- [REQUIREMENT]:
Transcribe all of the entries, matching each one exactly.

── RECORDS FOR THE TASK ──

//! CLI command implementations.
//!
//! | Module        | Commands handled          |
//! |---------------|---------------------------|
//! | `run`         | `Run`                     |
//! | `checkpoints` | `Rewind`, `Checkpoints`   |
//! | `config`      | `Config`                  |

pub mod checkpoints;
pub mod config;
pub mod run;

pub use checkpoints::{cmd_checkpoints, cmd_rewind};
pub use config::cmd_config;
pub use run::{RunArgs, cmd_run};
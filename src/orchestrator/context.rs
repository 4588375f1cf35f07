/// Keep the first `head` and last `tail` characters of `text`, marking the
/// cut. Text that already fits is returned unchanged.
pub fn compress(text: &str, head: usize, tail: usize) -> String {
    let total = text.chars().count();
    if total <= head + tail {
        return text.to_string();
    }
    let start: String = text.chars().take(head).collect();
    let end: String = text.chars().skip(total - tail).collect();
    format!(
        "{}\n[... {} characters omitted ...]\n{}",
        start.trim_end(),
        total - head - tail,
        end.trim_start()
    )
}

#[cfg(test)]
mod tests {
    use super::*;

    #[test]
    fn test_short_text_is_untouched() {
        assert_eq!(compress("short", 10, 10), "short");
    }

    #[test]
    fn test_long_text_keeps_head_and_tail() {
        let text = format!("{}{}{}", "a".repeat(10), "b".repeat(100), "c".repeat(10));
        let out = compress(&text, 10, 10);
        assert_eq!(
            out,
            format!("{}\n[... 100 characters omitted ...]\n{}", "a".repeat(10), "c".repeat(10))
        );
    }

    #[test]
    fn test_counts_chars_not_bytes() {
        let text = "é".repeat(30);
        let out = compress(&text, 5, 5);
        assert!(out.starts_with("ééééé\n"));
        assert!(out.contains("20 characters omitted"));
    }
}
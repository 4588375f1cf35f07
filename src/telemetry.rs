//! Tracing initialisation for the roundtable binary.
//!
//! Logs go to stderr so run output on stdout stays clean. An optional log
//! directory adds a non-blocking JSON file sink.

use anyhow::{Context, Result};
use std::path::Path;
use tracing::Level;
use tracing_appender::non_blocking::WorkerGuard;
use tracing_subscriber::layer::SubscriberExt;
use tracing_subscriber::util::SubscriberInitExt;
use tracing_subscriber::{EnvFilter, fmt};

pub const LOG_FILE: &str = "roundtable.log";

/// Install the global subscriber. `RUST_LOG` wins over `level` when set.
///
/// Keep the returned guard alive for the life of the process, or buffered
/// file output is lost. Only the first call takes effect.
pub fn init_tracing(json: bool, level: Level, log_dir: Option<&Path>) -> Result<Option<WorkerGuard>> {
    let env_filter =
        EnvFilter::try_from_default_env().unwrap_or_else(|_| EnvFilter::new(level.as_str()));

    let (writer, guard) = match log_dir {
        Some(dir) => {
            std::fs::create_dir_all(dir)
                .with_context(|| format!("Failed to create log directory: {}", dir.display()))?;
            let (writer, guard) =
                tracing_appender::non_blocking(tracing_appender::rolling::never(dir, LOG_FILE));
            (Some(writer), Some(guard))
        }
        None => (None, None),
    };

    if json {
        tracing_subscriber::registry()
            .with(env_filter)
            .with(
                fmt::layer()
                    .with_target(false)
                    .with_writer(std::io::stderr)
                    .json(),
            )
            .with(writer.map(|w| fmt::layer().with_ansi(false).with_writer(w).json()))
            .try_init()
            .ok();
    } else {
        tracing_subscriber::registry()
            .with(env_filter)
            .with(fmt::layer().with_target(false).with_writer(std::io::stderr))
            .with(writer.map(|w| fmt::layer().with_ansi(false).with_writer(w).json()))
            .try_init()
            .ok();
    }

    Ok(guard)
}

/// Parse a `--log-level` value, accepting any case.
pub fn parse_level(value: &str) -> Result<Level> {
    value
        .parse::<Level>()
        .map_err(|_| anyhow::anyhow!("Invalid log level '{}'. Valid values: error, warn, info, debug, trace", value))
}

───

- [SOLUTION TO THIS PROBLEM]:
//! CLI command implementations.
//!
//! | Module        | Commands handled          |
//! |---------------|---------------------------|
//! | `run`         | `Run`                     |
//! | `checkpoints` | `Rewind`, `Checkpoints`   |
//! | `config`      | `Config`                  |

pub mod checkpoints;
pub mod config;
pub mod run;

pub use checkpoints::{cmd_checkpoints, cmd_rewind};
pub use config::cmd_config;
pub use run::{RunArgs, cmd_run};
filename src/orchestrator/context.rs
repository 4588375f1cf35f07
/// Keep the first `head` and last `tail` characters of `text`, marking the
/// cut. Text that already fits is returned unchanged.
pub fn compress(text: &str, head: usize, tail: usize) -> String {
    let total = text.chars().count();
    if total <= head + tail {
        return text.to_string();
    }
    let start: String = text.chars().take(head).collect();
    let end: String = text.chars().skip(total - tail).collect();
    format!(
        "{}\n[... {} characters omitted ...]\n{}",
        start.trim_end(),
        total - head - tail,
        end.trim_start()
    )
}

#[cfg(test)]
mod tests {
    use super::*;

    #[test]
    fn test_short_text_is_untouched() {
        assert_eq!(compress("short", 10, 10), "short");
    }

    #[test]
    fn test_long_text_keeps_head_and_tail() {
        let text = format!("{}{}{}", "a".repeat(10), "b".repeat(100), "c".repeat(10));
        let out = compress(&text, 10, 10);
        assert_eq!(
            out,
            format!("{}\n[... 100 characters omitted ...]\n{}", "a".repeat(10), "c".repeat(10))
        );
    }

    #[test]
    fn test_counts_chars_not_bytes() {
        let text = "é".repeat(30);
        let out = compress(&text, 5, 5);
        assert!(out.starts_with("ééééé\n"));
        assert!(out.contains("20 characters omitted"));
    }
}
repository 4588375f1cf35f07
filename src/telemetry.rs
//! Tracing initialisation for the roundtable binary.
//!
//! Logs go to stderr so run output on stdout stays clean. An optional log
//! directory adds a non-blocking JSON file sink.

use anyhow::{Context, Result};
use std::path::Path;
use tracing::Level;
use tracing_appender::non_blocking::WorkerGuard;
use tracing_subscriber::layer::SubscriberExt;
use tracing_subscriber::util::SubscriberInitExt;
use tracing_subscriber::{EnvFilter, fmt};

pub const LOG_FILE: &str = "roundtable.log";

/// Install the global subscriber. `RUST_LOG` wins over `level` when set.
///
/// Keep the returned guard alive for the life of the process, or buffered
/// file output is lost. Only the first call takes effect.
pub fn init_tracing(json: bool, level: Level, log_dir: Option<&Path>) -> Result<Option<WorkerGuard>> {
    let env_filter =
        EnvFilter::try_from_default_env().unwrap_or_else(|_| EnvFilter::new(level.as_str()));

    let (writer, guard) = match log_dir {
        Some(dir) => {
            std::fs::create_dir_all(dir)
                .with_context(|| format!("Failed to create log directory: {}", dir.display()))?;
            let (writer, guard) =
                tracing_appender::non_blocking(tracing_appender::rolling::never(dir, LOG_FILE));
            (Some(writer), Some(guard))
        }
        None => (None, None),
    };

    if json {
        tracing_subscriber::registry()
            .with(env_filter)
            .with(
                fmt::layer()
                    .with_target(false)
                    .with_writer(std::io::stderr)
                    .json(),
            )
            .with(writer.map(|w| fmt::layer().with_ansi(false).with_writer(w).json()))
            .try_init()
            .ok();
    } else {
        tracing_subscriber::registry()
            .with(env_filter)
            .with(fmt::layer().with_target(false).with_writer(std::io::stderr))
            .with(writer.map(|w| fmt::layer().with_ansi(false).with_writer(w).json()))
            .try_init()
            .ok();
    }

    Ok(guard)
}

/// Parse a `--log-level` value, accepting any case.
pub fn parse_level(value: &str) -> Result<Level> {
    value
        .parse::<Level>()
        .map_err(|_| anyhow::anyhow!("Invalid log level '{}'. Valid values: error, warn, info, debug, trace", value))
}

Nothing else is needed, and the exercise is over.